▸ Task goal
Work out how many lines in the following entries contain the string "TokenService", and write only that number.

▸ Task data
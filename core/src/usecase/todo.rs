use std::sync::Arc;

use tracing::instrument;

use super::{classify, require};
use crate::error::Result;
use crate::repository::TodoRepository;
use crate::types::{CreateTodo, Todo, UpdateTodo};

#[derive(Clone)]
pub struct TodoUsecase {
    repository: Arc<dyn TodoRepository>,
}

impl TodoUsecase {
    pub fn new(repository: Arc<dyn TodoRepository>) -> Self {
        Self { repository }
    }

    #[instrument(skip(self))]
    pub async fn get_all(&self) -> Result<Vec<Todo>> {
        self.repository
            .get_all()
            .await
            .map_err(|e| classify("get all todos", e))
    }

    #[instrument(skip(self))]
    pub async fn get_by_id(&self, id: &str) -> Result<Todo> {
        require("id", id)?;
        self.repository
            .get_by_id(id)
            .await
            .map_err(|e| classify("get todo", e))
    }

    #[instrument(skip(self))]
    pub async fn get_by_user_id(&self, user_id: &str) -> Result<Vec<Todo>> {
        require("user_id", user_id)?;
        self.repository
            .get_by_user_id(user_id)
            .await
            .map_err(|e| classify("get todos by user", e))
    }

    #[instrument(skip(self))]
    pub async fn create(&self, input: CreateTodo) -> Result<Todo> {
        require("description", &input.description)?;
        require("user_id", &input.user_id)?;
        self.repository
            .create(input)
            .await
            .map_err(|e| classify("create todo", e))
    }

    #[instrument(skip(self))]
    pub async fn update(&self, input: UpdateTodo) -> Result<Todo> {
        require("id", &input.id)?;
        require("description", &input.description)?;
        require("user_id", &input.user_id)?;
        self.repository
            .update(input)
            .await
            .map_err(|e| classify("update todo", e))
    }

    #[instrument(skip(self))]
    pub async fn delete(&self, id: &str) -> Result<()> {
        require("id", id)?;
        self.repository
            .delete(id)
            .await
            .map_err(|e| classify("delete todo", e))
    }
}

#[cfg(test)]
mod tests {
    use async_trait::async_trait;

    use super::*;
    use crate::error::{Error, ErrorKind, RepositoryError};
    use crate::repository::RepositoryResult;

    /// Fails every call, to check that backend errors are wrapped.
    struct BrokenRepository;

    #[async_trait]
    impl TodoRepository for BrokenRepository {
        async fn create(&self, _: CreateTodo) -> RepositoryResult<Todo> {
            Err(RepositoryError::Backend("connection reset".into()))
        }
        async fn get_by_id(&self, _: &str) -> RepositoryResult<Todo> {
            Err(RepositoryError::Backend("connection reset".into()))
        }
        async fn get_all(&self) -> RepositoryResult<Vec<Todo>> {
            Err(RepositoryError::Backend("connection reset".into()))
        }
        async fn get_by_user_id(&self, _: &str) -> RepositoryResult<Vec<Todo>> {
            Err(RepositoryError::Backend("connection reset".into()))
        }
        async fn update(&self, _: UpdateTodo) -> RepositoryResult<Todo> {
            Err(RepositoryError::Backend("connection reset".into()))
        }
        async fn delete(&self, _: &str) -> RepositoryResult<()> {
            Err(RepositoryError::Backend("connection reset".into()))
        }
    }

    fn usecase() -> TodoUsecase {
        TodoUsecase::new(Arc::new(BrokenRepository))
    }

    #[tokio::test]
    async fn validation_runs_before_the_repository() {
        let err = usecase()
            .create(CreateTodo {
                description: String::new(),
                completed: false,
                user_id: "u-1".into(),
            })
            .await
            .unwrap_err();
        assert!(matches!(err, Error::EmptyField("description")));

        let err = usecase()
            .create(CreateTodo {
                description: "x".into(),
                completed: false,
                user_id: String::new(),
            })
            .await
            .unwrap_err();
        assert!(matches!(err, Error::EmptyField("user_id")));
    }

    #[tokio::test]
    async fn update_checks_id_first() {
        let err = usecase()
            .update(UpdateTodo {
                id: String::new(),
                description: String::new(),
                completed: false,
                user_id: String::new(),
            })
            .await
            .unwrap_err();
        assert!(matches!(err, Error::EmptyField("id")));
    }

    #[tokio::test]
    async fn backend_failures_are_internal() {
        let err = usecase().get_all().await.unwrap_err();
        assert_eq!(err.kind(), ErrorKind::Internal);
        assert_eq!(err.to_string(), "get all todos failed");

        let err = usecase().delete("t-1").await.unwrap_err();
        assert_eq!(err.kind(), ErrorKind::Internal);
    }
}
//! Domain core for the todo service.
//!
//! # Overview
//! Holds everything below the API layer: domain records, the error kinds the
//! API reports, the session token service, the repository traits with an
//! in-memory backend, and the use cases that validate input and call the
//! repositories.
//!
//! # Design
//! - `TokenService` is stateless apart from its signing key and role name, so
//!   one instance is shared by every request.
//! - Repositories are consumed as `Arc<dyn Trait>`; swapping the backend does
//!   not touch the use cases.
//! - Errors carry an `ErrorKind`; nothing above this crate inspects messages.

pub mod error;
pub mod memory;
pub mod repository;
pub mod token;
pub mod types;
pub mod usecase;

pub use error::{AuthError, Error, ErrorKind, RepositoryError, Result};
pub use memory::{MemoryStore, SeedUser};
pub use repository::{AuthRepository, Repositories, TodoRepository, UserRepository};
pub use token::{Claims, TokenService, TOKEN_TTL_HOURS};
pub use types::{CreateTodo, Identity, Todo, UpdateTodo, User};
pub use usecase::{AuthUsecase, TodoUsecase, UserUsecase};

▸ Written solution
2